This repository reproduces the results of the paper "Beyond calibration: estimating the grouping loss of modern neural networks" by Alexandre Perez-Lebel, Marine Le Morvan, and Gaël Varoquaux (ICLR 2023).

User-friendly package for estimating the grouping loss

A separate package to easily estimate the grouping loss of a classifier is available at:

GitHub repository

Install

git clone https://github.com/aperezlebel/beyond_calibration
conda install --file requirements.txt -c conda-forge

Reproduce

src/test_figures.py generates the figures present in the paper. Each is written as a test function that can be run with pytest.

Example:

# Generate the first figure of the paper.
pytest src/test_figures.py::test_fig1 -s

Depending on the figures you want to reproduce, you may need to install data.

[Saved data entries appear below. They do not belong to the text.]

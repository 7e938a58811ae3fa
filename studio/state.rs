use std::sync::Arc;

use ferrite_sketch::{ModeConfig, ModeContext, ModeKey, SketchConfig};

/// Everything the request threads share: the settings and one context per
/// mode. Contexts guard themselves, so no outer lock is needed.
pub struct StudioState {
    pub config: SketchConfig,
    digit: ModeContext,
    letter: ModeContext,
}

impl StudioState {
    pub fn new(config: SketchConfig) -> Self {
        StudioState {
            config,
            digit: ModeContext::new(ModeConfig::digit()),
            letter: ModeContext::new(ModeConfig::letter()),
        }
    }

    pub fn context(&self, key: ModeKey) -> &ModeContext {
        match key {
            ModeKey::Digit => &self.digit,
            ModeKey::Letter => &self.letter,
        }
    }
}

pub type SharedState = Arc<StudioState>;
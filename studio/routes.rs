use std::io::{Cursor, Read};

use serde::Serialize;
use tiny_http::{Header, Method, Request, Response, StatusCode};

use ferrite_sketch::ModeKey;

use crate::handlers;
use crate::state::SharedState;

/// Upper bound on canvas and model uploads.
const MAX_BODY: u64 = 16 * 1024 * 1024;

// ---------------------------------------------------------------------------
// Response helpers
// ---------------------------------------------------------------------------

fn response(status: u16, content_type: &str, bytes: Vec<u8>) -> Response<Cursor<Vec<u8>>> {
    let len = bytes.len();
    let headers: Vec<Header> = Header::from_bytes(&b"Content-Type"[..], content_type.as_bytes())
        .into_iter()
        .collect();
    Response::new(StatusCode(status), headers, Cursor::new(bytes), Some(len), None)
}

pub fn html_response(body: String) -> Response<Cursor<Vec<u8>>> {
    response(200, "text/html; charset=utf-8", body.into_bytes())
}

pub fn json_response<T: Serialize>(status: u16, body: &T) -> Response<Cursor<Vec<u8>>> {
    match serde_json::to_vec(body) {
        Ok(bytes) => response(status, "application/json", bytes),
        Err(e) => {
            log::error!("failed to serialize response: {}", e);
            response(500, "text/plain", b"500 Internal Server Error".to_vec())
        }
    }
}

pub fn not_found() -> Response<Cursor<Vec<u8>>> {
    response(404, "text/plain", b"404 Not Found".to_vec())
}

pub fn read_body(request: &mut Request) -> std::io::Result<Vec<u8>> {
    let mut body = Vec::new();
    request.as_reader().take(MAX_BODY).read_to_end(&mut body)?;
    Ok(body)
}

fn mode(segment: &str) -> Option<ModeKey> {
    segment.parse().ok()
}

// ---------------------------------------------------------------------------
// Request dispatcher
// ---------------------------------------------------------------------------

/// `/predict/<mode>` and `/models/<mode>/<action>` carry the mode as a path
/// segment; an unknown mode is a 404.
pub fn dispatch(mut request: Request, state: SharedState) {
    let method = request.method().clone();
    let url = request.url().to_owned();
    let path = url.split('?').next().unwrap_or("").to_owned();
    let segments: Vec<&str> = path.trim_matches('/').split('/').collect();

    let response = match (method, segments.as_slice()) {
        (Method::Get, [""]) => handlers::page::handle_get(&state),

        (Method::Post, ["predict", m]) => match mode(m) {
            Some(key) => handlers::predict::handle(&mut request, &state, key),
            None => not_found(),
        },
        (Method::Get, ["models", m]) => match mode(m) {
            Some(key) => handlers::models::handle_status(&state, key),
            None => not_found(),
        },
        (Method::Post, ["models", m, "import"]) => match mode(m) {
            Some(key) => handlers::models::handle_import(&mut request, &state, key),
            None => not_found(),
        },
        (Method::Post, ["models", m, "reload"]) => match mode(m) {
            Some(key) => handlers::models::handle_reload(&state, key),
            None => not_found(),
        },

        _ => not_found(),
    };

    if let Err(e) = request.respond(response) {
        log::debug!("client went away before the response for {}: {}", url, e);
    }
}
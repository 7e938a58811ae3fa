//! Canvas decoding.
//!
//! Browsers upload the drawing canvas as PNG (or whatever `toBlob` was asked
//! for). Transparent regions are flattened onto white so that an unfilled
//! canvas background reads as paper, not ink.

use image::{Rgba, RgbaImage};

use crate::error::{Result, SketchError};

/// Decodes image bytes (PNG/JPEG/BMP/GIF) into an opaque RGBA canvas.
pub fn decode_canvas(bytes: &[u8]) -> Result<RgbaImage> {
    let img = image::load_from_memory(bytes).map_err(|e| SketchError::InvalidCanvas(e.to_string()))?;
    let mut rgba = img.to_rgba8();
    flatten_onto_white(&mut rgba);
    Ok(rgba)
}

/// Source-over composite of every pixel onto an opaque white background.
pub fn flatten_onto_white(canvas: &mut RgbaImage) {
    for Rgba([r, g, b, a]) in canvas.pixels_mut() {
        let alpha = *a as f32 / 255.0;
        let over = |c: u8| (c as f32 * alpha + 255.0 * (1.0 - alpha)).round() as u8;
        *r = over(*r);
        *g = over(*g);
        *b = over(*b);
        *a = 255;
    }
}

Full data build (required for Figures 6 to 8 and 13 to 27)

This procedure builds all the datasets, enabling the reproduction of all the figures (main text + appendix). If you want to reproduce only a subset of the figures, jump to the 'Partial data build for specific figures only' section.

1. Make the datasets

This downloads all the dataset archives (ImageNet-1K validation set, ImageNet-R, and ImageNet-C), extracts them, and builds the merged version of ImageNet-C.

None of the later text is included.